My grandfather was a gold miner.
"Back in the day" before anyone knew any better, he used quicksilver to
separate the gold out from the quartz.
In his later years, he went crazy. I think it was due to Mercury Poisoning.
I don't even think that they put mercury in thermometers anymore do they?

Kate


Right, it's not in thermometers anymore. But I can remember breaking a
thermometer as a kid, rollikng the mercury around in the palm of my hand,
& putting it in a small pill bottle to keep in a little rock collection --
then being sad that it evaporated. Its dangers were not unknown yet at the
time every household had several easily broken glass thermometers laying
about, for checking fevers or weather thermometers. That's a danger now of
the past.

It was once widely used as a medicine for treatment of minor & severe
illnesses from acne to syphyllus. Its side-effects included kidney
failure, dissolving the spine & other bone loss, gum loss, tooth loss,
nail discoloration, hair loss, Crohn's disease & other severe
gastrointestinal illness, cardiovascular disease, severe fatigue, mental
deterioration, memory loss, moodiness, & madness, palsy, seizure
disorders, blindness, deafness, damage to central nervous system,
neurological disorders, language difficulty, diminished motor skills,
Cushing's syndrome, endocrine disturbances.

When a large toxic exposure occurs the health issues that result are
severe & unmistakable. At lower but persistent exposures, mercury may pass
undetected as the cause of Guillian-Barre syndrome, long-term memory loss,
dementia, & senility, colitis, chronic fatigue syndrome, & many other
problems for which a causal link to mercury is difficult to prove but
which many researchers suspect. Dental amalgam, normal amounts of mercury
in even wild-caught fish, & evaporative levels accumulating in basements,
may well be contributing factors.

"Causal link" is the key word here. Many health problems have been shown
beyond any statistical dought to have an increased incidence in people
with mercury in their teeth. They study that started the debat was a 1993
compilation of 1,569 patients from four countries with an array of minor
symptoms potentially associated with mercury poisoning, chiefly memory
difficulties & chronic fatigue (another area difficult to quantify beyond
each patient's own subjectivity). All 1,569 patients had their dental
amalgams removed, with an 80% recovery rate for the sufferers. This is a
highly indicative study, but it analyzed existing case studies that were
not set up to prove any causal link. But a second study of 2,000
additional cases undertaken in Germany had the same high rates of recovery
after removal of mercury amalgams.

The American Dental Association has remained stubborn about acting on such
findings on the basis of there being no "causal link" firmly established.
And by now they don't dare take a belated stand or dentists will risk
being sued out of existance by everyone with so much as a headache or
recurring fatigue because all mercury fillings done since the early 1990s
can certainly be regarded as legally & medically a known risk that
dentists consciously decided to ignore. Such lawsuits are already being
brought, which puts the ADA in the sorry position of having to support
growing numbers of dentists who've done the wrong thing, & their best
method of support right now is to deny it is the wrong thing to do. The
ADA actively threatens anti-amalgam dentists who speak openly about the
current science, because the ADA rightly believes such concerned dentists
who refuse to stick to the party line are a threat to dentists
collectively. And dentists have left the ADA in droves over this issue;
half of all dentists under the age of thirty-five with more modern
awareness of their trade never join the ADA at all.
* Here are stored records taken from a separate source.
//! Combat participants

mod enemy;
mod player;

pub use enemy::Enemy;
pub use player::{Player, UnitStats};

use crate::status::StatusEffectInstance;
use gear_core::{StatusResistanceTable, StatusType};
use serde::{Deserialize, Serialize};
use std::collections::HashSet;
use std::fmt;

/// Which side of the battle a unit fights on
#[derive(Debug, Clone, Copy, PartialEq, Eq, Hash, Serialize, Deserialize)]
#[serde(rename_all = "snake_case")]
pub enum Side {
    Player,
    Enemy,
}

impl Side {
    pub fn opponent(&self) -> Side {
        match self {
            Side::Player => Side::Enemy,
            Side::Enemy => Side::Player,
        }
    }
}

impl fmt::Display for Side {
    fn fmt(&self, f: &mut fmt::Formatter<'_>) -> fmt::Result {
        match self {
            Side::Player => write!(f, "player"),
            Side::Enemy => write!(f, "enemy"),
        }
    }
}

/// Immunities and resistances consulted when a status lands on a unit
#[derive(Debug, Clone, Default, PartialEq)]
pub struct StatusDefense {
    pub immunities: HashSet<StatusType>,
    pub resistances: StatusResistanceTable,
    /// Upper bound on any resolved resistance (None = unbounded)
    pub resistance_cap: Option<f64>,
}

impl StatusDefense {
    pub fn capped(&self, resistance: f64) -> f64 {
        match self.resistance_cap {
            Some(cap) => resistance.min(cap),
            None => resistance,
        }
    }
}

/// State shared by both participants
#[derive(Debug, Clone, PartialEq)]
pub struct CombatUnit {
    pub name: String,
    pub max_hp: u32,
    pub current_hp: u32,
    /// Active effects in application order; at most one per status
    pub effects: Vec<StatusEffectInstance>,
    pub status_defense: StatusDefense,
}

impl CombatUnit {
    pub fn new(name: impl Into<String>, max_hp: u32) -> Self {
        CombatUnit {
            name: name.into(),
            max_hp,
            current_hp: max_hp,
            effects: Vec::new(),
            status_defense: StatusDefense::default(),
        }
    }

    pub fn is_alive(&self) -> bool {
        self.current_hp > 0
    }

    /// Lose up to `amount` HP; returns the HP actually lost
    pub fn take_damage(&mut self, amount: u32) -> u32 {
        let lost = amount.min(self.current_hp);
        self.current_hp -= lost;
        lost
    }

    /// Restore up to `amount` HP; returns the HP actually gained
    ///
    /// A unit at 0 HP stays down.
    pub fn heal(&mut self, amount: u32) -> u32 {
        if !self.is_alive() {
            return 0;
        }
        let gained = amount.min(self.max_hp - self.current_hp.min(self.max_hp));
        self.current_hp += gained;
        gained
    }

    pub fn hp_percent(&self) -> f64 {
        if self.max_hp == 0 {
            return 0.0;
        }
        self.current_hp as f64 / self.max_hp as f64 * 100.0
    }

    pub fn effect(&self, status: StatusType) -> Option<&StatusEffectInstance> {
        self.effects.iter().find(|e| e.status == status)
    }

    pub(crate) fn effect_mut(&mut self, status: StatusType) -> Option<&mut StatusEffectInstance> {
        self.effects.iter_mut().find(|e| e.status == status)
    }

    pub fn has_status(&self, status: StatusType) -> bool {
        self.effect(status).is_some_and(|e| e.is_active())
    }

    pub fn stacks_of(&self, status: StatusType) -> u32 {
        self.effect(status).map(|e| e.stacks).unwrap_or(0)
    }

    /// Remove an effect outright; returns whether it was present
    pub fn remove_status(&mut self, status: StatusType) -> bool {
        let before = self.effects.len();
        self.effects.retain(|e| e.status != status);
        self.effects.len() != before
    }

    pub fn clear_effects(&mut self) {
        self.effects.clear();
    }
}

#[cfg(test)]
mod tests {
    use super::*;

    #[test]
    fn test_damage_and_heal_clamp() {
        let mut unit = CombatUnit::new("Dummy", 50);
        assert_eq!(unit.take_damage(20), 20);
        assert_eq!(unit.current_hp, 30);
        assert_eq!(unit.heal(100), 20);
        assert_eq!(unit.current_hp, 50);
        assert_eq!(unit.take_damage(80), 50);
        assert_eq!(unit.current_hp, 0);
        assert!(!unit.is_alive());
        assert_eq!(unit.take_damage(5), 0);
    }

    #[test]
    fn test_dead_unit_cannot_be_healed() {
        let mut unit = CombatUnit::new("Dummy", 50);
        unit.take_damage(50);
        assert_eq!(unit.heal(20), 0);
        assert_eq!(unit.current_hp, 0);
        assert!(!unit.is_alive());
    }

    #[test]
    fn test_status_helpers() {
        let mut unit = CombatUnit::new("Dummy", 10);
        unit.effects
            .push(StatusEffectInstance::new(StatusType::Poison, 3, 2));
        assert!(unit.has_status(StatusType::Poison));
        assert_eq!(unit.stacks_of(StatusType::Poison), 3);
        assert_eq!(unit.stacks_of(StatusType::Burn), 0);
        assert!(unit.remove_status(StatusType::Poison));
        assert!(!unit.remove_status(StatusType::Poison));
        assert!(!unit.has_status(StatusType::Poison));
    }

    #[test]
    fn test_capped_resistance() {
        let defense = StatusDefense {
            resistance_cap: Some(70.0),
            ..Default::default()
        };
        assert!((defense.capped(95.0) - 70.0).abs() < f64::EPSILON);
        assert!((StatusDefense::default().capped(150.0) - 150.0).abs() < f64::EPSILON);
    }
}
Yet the studies keep coming. A University of Kentucky study established
conclusively that people who die of Alzheimer syndrome have twice as much
mercury in their systems as is normal. Low-level but ongoing exposure from
such sources as fillings have been implicated "a possible factor" in
multiple sclerosis, Lou Gehrig's disease, & Parkinson's disease. The near
impossibility of turning statistical likelihood into definitive causal
link is what made it possible for the tobacco industry to pretend for
decades that cigarettes were harmless, & permitted clean up of asbestos to
be put off for more than fifty years after it was nominally known to be
extremely hazardous. If the government declared dental amalgams
definitively harmful, the lawsuits would increase by factors of thousands.
The hope is that the dental industry will voluntarily correct its behavior
before that is necessary, but it will probably take government action
before what does need to be done is done.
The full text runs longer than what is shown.